Now seriously, the structure if the data base should not be a mystery. Ask
the 'experts' and they should tell you what it is, for without knowing it
you cannot query the data base efficiently. Specifically, ask about the
index over SE_START_DATE. I cannot conceive that the data base is not
indexed on SE_START_DATE. If it is not, be sure to point it out to your
management, for this is called wasting system resources. However, it is
far more likely that not only the column is indexed but the data base is
in addition partitioned by it, and the view the DBAs have created for you
is merely a UNION ALL all the partitions together. Such a view ought to
honor the index if its usage is deemed optimal by the DB2 optimizer. That
in turn depends on how the query is passed to DB2 by the SAS DB2 libname
engine. Ideally, the where clause DB2 receives on her end is thus:
where le_start_date between '2005-01-01' and '2005-01-31'
To check if this will work much faster than you have observed (as it
should if there is an index, let alone partitioning, on le_start_date),
try using the Pass-Thru instead of the libname engine. This will pass the
query to DB2 in its native form. In other words, code:
proc sql ;
connect to DB2 (database=xxx user=yyy pw=zzz... <ape from libname>) ;
create table extract as
select * from connection to db2 (
select * from THE_TABLE
where le_start_date between '2005-01-01' and '2005-01-31'
) ;
disconnect from DB2 ;
quit ;
Since you tell the optimizer you want 1/25 of the data base, it will in
all likelihood use the index (unless there is none, and again, this is
very hard to believe).
That having been said, methinks the libname engine should be passing the
query (as written by you) to DB2 in an optimizable form. Heed what options
are included on the LIBNAME statement, specifically that DBINDEX=YES;
however, the latter may or may not have an effect depending on other
factors (DB2 may use an index even if DBINDEX=NO is set).
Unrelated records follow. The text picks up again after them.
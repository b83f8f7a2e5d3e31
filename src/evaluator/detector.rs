use super::hand_analysis::HandAnalysis;
use crate::evaluator::Category;

/// Strategy pattern: each detector recognizes one category from a shared analysis.
///
/// Detectors are independent predicates; exclusivity comes from checking them in
/// [`DETECTORS`] order and stopping at the first match.
pub trait CategoryDetector {
    fn category(&self) -> Category;
    fn detect(&self, analysis: &HandAnalysis) -> bool;
}

// ============================================================================
// Detector Implementations (in priority order: highest to lowest)
// ============================================================================

/// Royal Flush: Ten through Ace, all same suit
pub struct RoyalFlushDetector;

impl CategoryDetector for RoyalFlushDetector {
    fn category(&self) -> Category {
        Category::RoyalFlush
    }

    fn detect(&self, analysis: &HandAnalysis) -> bool {
        analysis.suit_info.is_flush && analysis.straight_info.is_royal_run
    }
}

/// Straight Flush: Five consecutive ranks, all same suit
pub struct StraightFlushDetector;

impl CategoryDetector for StraightFlushDetector {
    fn category(&self) -> Category {
        Category::StraightFlush
    }

    fn detect(&self, analysis: &HandAnalysis) -> bool {
        analysis.suit_info.is_flush && analysis.straight_info.is_straight
    }
}

/// Four of a Kind: Exactly four cards of one rank
pub struct FourOfAKindDetector;

impl CategoryDetector for FourOfAKindDetector {
    fn category(&self) -> Category {
        Category::FourOfAKind
    }

    fn detect(&self, analysis: &HandAnalysis) -> bool {
        analysis.rank_groups.rank_of_size(4).is_some()
    }
}

/// Full House: Two distinct ranks, one of them held three times
pub struct FullHouseDetector;

impl CategoryDetector for FullHouseDetector {
    fn category(&self) -> Category {
        Category::FullHouse
    }

    fn detect(&self, analysis: &HandAnalysis) -> bool {
        analysis.rank_groups.distinct() == 2 && analysis.rank_groups.rank_of_size(3).is_some()
    }
}

/// Flush: Five distinct ranks of the same suit
pub struct FlushDetector;

impl CategoryDetector for FlushDetector {
    fn category(&self) -> Category {
        Category::Flush
    }

    fn detect(&self, analysis: &HandAnalysis) -> bool {
        analysis.rank_groups.distinct() == 5 && analysis.suit_info.is_flush
    }
}

/// Straight: Five distinct consecutive ranks
pub struct StraightDetector;

impl CategoryDetector for StraightDetector {
    fn category(&self) -> Category {
        Category::Straight
    }

    fn detect(&self, analysis: &HandAnalysis) -> bool {
        analysis.straight_info.is_straight
    }
}

/// Three of a Kind: Exactly three cards of one rank
pub struct ThreeOfAKindDetector;

impl CategoryDetector for ThreeOfAKindDetector {
    fn category(&self) -> Category {
        Category::ThreeOfAKind
    }

    fn detect(&self, analysis: &HandAnalysis) -> bool {
        analysis.rank_groups.rank_of_size(3).is_some()
    }
}

/// Two Pair: Two ranks held exactly twice
pub struct TwoPairDetector;

impl CategoryDetector for TwoPairDetector {
    fn category(&self) -> Category {
        Category::TwoPair
    }

    fn detect(&self, analysis: &HandAnalysis) -> bool {
        analysis.rank_groups.count_of_size(2) == 2
    }
}

/// One Pair: One rank held exactly twice
pub struct OnePairDetector;

impl CategoryDetector for OnePairDetector {
    fn category(&self) -> Category {
        Category::Pair
    }

    fn detect(&self, analysis: &HandAnalysis) -> bool {
        analysis.rank_groups.count_of_size(2) == 1
    }
}

/// High Card: No matching ranks or sequences
pub struct HighCardDetector;

impl CategoryDetector for HighCardDetector {
    fn category(&self) -> Category {
        Category::HighCard
    }

    fn detect(&self, _analysis: &HandAnalysis) -> bool {
        true // Always matches as fallback
    }
}

// ============================================================================
// Static detector list (in priority order)
// ============================================================================

pub const DETECTORS: [&dyn CategoryDetector; 10] = [
    &RoyalFlushDetector,
    &StraightFlushDetector,
    &FourOfAKindDetector,
    &FullHouseDetector,
    &FlushDetector,
    &StraightDetector,
    &ThreeOfAKindDetector,
    &TwoPairDetector,
    &OnePairDetector,
    &HighCardDetector,
];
As to the cheating, you may try this one. Create a SAS data set:
data date_range ;
do le_start_date = '01jan2005'd to '31dec2005'd ;
output ;
end ;
run ;
proc sql ;
create table extract as
select *
from <DB2LIBREF>.THE _TABLE (dbkey = le_start_date) db2
, date_range sas
where db2.le_start_date = sas.le_start_date
;
quit ;
This *usually* prompts DB2 to search the index for each value of
le_start_date coming from the SAS "driver" file.
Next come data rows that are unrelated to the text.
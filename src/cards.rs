use std::fmt;
use std::str::FromStr;

/// Card ranks from Two (low) to Ace (high). The discriminant is the rank strength.
#[derive(Debug, Clone, Copy, PartialEq, Eq, PartialOrd, Ord, Hash)]
#[repr(u8)]
pub enum Rank {
    Two = 2,
    Three = 3,
    Four = 4,
    Five = 5,
    Six = 6,
    Seven = 7,
    Eight = 8,
    Nine = 9,
    Ten = 10,
    Jack = 11,
    Queen = 12,
    King = 13,
    Ace = 14,
}

impl Rank {
    /// All ranks, weakest first.
    pub const ALL: [Rank; 13] = [
        Rank::Two,
        Rank::Three,
        Rank::Four,
        Rank::Five,
        Rank::Six,
        Rank::Seven,
        Rank::Eight,
        Rank::Nine,
        Rank::Ten,
        Rank::Jack,
        Rank::Queen,
        Rank::King,
        Rank::Ace,
    ];

    /// Integer strength in `2..=14`. Ace is always high.
    pub const fn strength(self) -> u8 {
        self as u8
    }

    /// Single-character designation used in hand strings.
    pub const fn designation(self) -> char {
        match self {
            Rank::Two => '2',
            Rank::Three => '3',
            Rank::Four => '4',
            Rank::Five => '5',
            Rank::Six => '6',
            Rank::Seven => '7',
            Rank::Eight => '8',
            Rank::Nine => '9',
            Rank::Ten => 'T',
            Rank::Jack => 'J',
            Rank::Queen => 'Q',
            Rank::King => 'K',
            Rank::Ace => 'A',
        }
    }

    /// Look up a rank by its designation character.
    pub const fn from_designation(c: char) -> Option<Rank> {
        match c {
            '2' => Some(Rank::Two),
            '3' => Some(Rank::Three),
            '4' => Some(Rank::Four),
            '5' => Some(Rank::Five),
            '6' => Some(Rank::Six),
            '7' => Some(Rank::Seven),
            '8' => Some(Rank::Eight),
            '9' => Some(Rank::Nine),
            'T' => Some(Rank::Ten),
            'J' => Some(Rank::Jack),
            'Q' => Some(Rank::Queen),
            'K' => Some(Rank::King),
            'A' => Some(Rank::Ace),
            _ => None,
        }
    }
}

impl fmt::Display for Rank {
    fn fmt(&self, f: &mut fmt::Formatter<'_>) -> fmt::Result {
        write!(f, "{}", self.designation())
    }
}

#[derive(thiserror::Error, Debug, Clone, PartialEq, Eq)]
#[non_exhaustive]
pub enum RankParseError {
    #[error("invalid rank designation: '{0}'")]
    Invalid(String),
}

impl TryFrom<char> for Rank {
    type Error = RankParseError;
    fn try_from(c: char) -> Result<Self, Self::Error> {
        Rank::from_designation(c).ok_or_else(|| RankParseError::Invalid(c.to_string()))
    }
}

impl FromStr for Rank {
    type Err = RankParseError;

    fn from_str(s: &str) -> Result<Self, Self::Err> {
        let mut chars = s.trim().chars();
        match (chars.next(), chars.next()) {
            (Some(c), None) => Rank::try_from(c),
            _ => Err(RankParseError::Invalid(s.to_string())),
        }
    }
}

/// The four suits. Suits carry no strength; they only matter for flush detection.
#[derive(Debug, Clone, Copy, PartialEq, Eq, Hash)]
pub enum Suit {
    Spades,
    Hearts,
    Diamonds,
    Clubs,
}

impl Suit {
    pub const ALL: [Suit; 4] = [Suit::Spades, Suit::Hearts, Suit::Diamonds, Suit::Clubs];

    pub const fn designation(self) -> char {
        match self {
            Suit::Spades => 'S',
            Suit::Hearts => 'H',
            Suit::Diamonds => 'D',
            Suit::Clubs => 'C',
        }
    }

    pub const fn from_designation(c: char) -> Option<Suit> {
        match c {
            'S' => Some(Suit::Spades),
            'H' => Some(Suit::Hearts),
            'D' => Some(Suit::Diamonds),
            'C' => Some(Suit::Clubs),
            _ => None,
        }
    }
}

impl fmt::Display for Suit {
    fn fmt(&self, f: &mut fmt::Formatter<'_>) -> fmt::Result {
        write!(f, "{}", self.designation())
    }
}

#[derive(thiserror::Error, Debug, Clone, PartialEq, Eq)]
#[non_exhaustive]
pub enum SuitParseError {
    #[error("invalid suit designation: '{0}'")]
    Invalid(String),
}

impl TryFrom<char> for Suit {
    type Error = SuitParseError;
    fn try_from(c: char) -> Result<Self, Self::Error> {
        Suit::from_designation(c).ok_or_else(|| SuitParseError::Invalid(c.to_string()))
    }
}

impl FromStr for Suit {
    type Err = SuitParseError;

    fn from_str(s: &str) -> Result<Self, Self::Err> {
        let mut chars = s.trim().chars();
        match (chars.next(), chars.next()) {
            (Some(c), None) => Suit::try_from(c),
            _ => Err(SuitParseError::Invalid(s.to_string())),
        }
    }
}

/// A playing card: rank + suit.
///
/// ```
/// use poker_hands::cards::{Card, Rank, Suit};
///
/// let card: Card = "KC".parse().unwrap();
/// assert_eq!(card, Card::new(Rank::King, Suit::Clubs));
/// assert_eq!(card.to_string(), "KC");
/// ```
#[derive(Debug, Clone, Copy, PartialEq, Eq, Hash)]
pub struct Card {
    rank: Rank,
    suit: Suit,
}

impl Card {
    pub const fn new(rank: Rank, suit: Suit) -> Self {
        Self { rank, suit }
    }

    pub const fn rank(self) -> Rank {
        self.rank
    }

    pub const fn suit(self) -> Suit {
        self.suit
    }
}

impl fmt::Display for Card {
    fn fmt(&self, f: &mut fmt::Formatter<'_>) -> fmt::Result {
        write!(f, "{}{}", self.rank, self.suit)
    }
}

#[derive(thiserror::Error, Debug, Clone, PartialEq, Eq)]
#[non_exhaustive]
pub enum CardParseError {
    #[error("invalid card: '{0}', expected a rank and a suit designation")]
    Invalid(String),
    #[error(transparent)]
    Rank(#[from] RankParseError),
    #[error(transparent)]
    Suit(#[from] SuitParseError),
}

impl FromStr for Card {
    type Err = CardParseError;

    /// Parse a two-character token such as `"TS"`: rank designation then suit designation.
    fn from_str(s: &str) -> Result<Self, Self::Err> {
        let mut chars = s.trim().chars();
        let (Some(rank), Some(suit), None) = (chars.next(), chars.next(), chars.next()) else {
            return Err(CardParseError::Invalid(s.to_string()));
        };
        let rank = Rank::try_from(rank)?;
        let suit = Suit::try_from(suit)?;
        Ok(Card::new(rank, suit))
    }
}

/// Parse whitespace-separated card tokens.
///
/// ```
/// use poker_hands::cards::{parse_cards, Card, Rank, Suit};
///
/// let cards = parse_cards("AS KD  TC").unwrap();
/// assert_eq!(cards, vec![
///     Card::new(Rank::Ace, Suit::Spades),
///     Card::new(Rank::King, Suit::Diamonds),
///     Card::new(Rank::Ten, Suit::Clubs),
/// ]);
/// ```
pub fn parse_cards(input: &str) -> Result<Vec<Card>, CardParseError> {
    input.split_whitespace().map(Card::from_str).collect()
}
Crying is not an option. Good luck!
Kind regards
----------------
Paul M. Dorfman
Jacksonville, FL
----------------
On Wed, 10 Aug 2005 09:32:21 -0600, nyiann <nwy@UALBERTA.CA> wrote:
>Hi all,
>
>The data system I am working one consists of SAS views on top of db2
>tables, or something like that. The 'expert' database managers designed
>this system, and it's struvcture is a mystery. What I know is that
>indexing data is not an option, and that using it is so slow (compared to
>the old flat file method) I want to cry.
>
>Technically, the primary table is a data set of 600 million records (25
>years of data). I usually make extracts of a year, or a few months. The
>current method of querying is as follows:
>
>where input("20050101",yymmdd8.) le se_start_date le
> input("20050131",yymmdd8.);
>where input("20050101",yymmdd8.) le se_start_date le
> input("20051231",yymmdd8.);
>
>whether in sql or in a data step. The problem is, whether I am selecting
>one month, or 5 years, it takes 3 hours to pass through the data. So
>here's the question--are there any programming options that can allow me
>to cheat this system? I thought 'firstobs' and 'obs' might do the trick
>(since the data are sorted by time, and I can guess roughly how many
>records there are mer month) but this doesn't save time. Any other
>thoughts? In theory, hashing would work perfectly, but I can't think of
>a way to do this given the data's current configuration--as a view that
>apparently (the administrators tell me) can't be indexed.
>
>Thanks in advance,
>
>N
|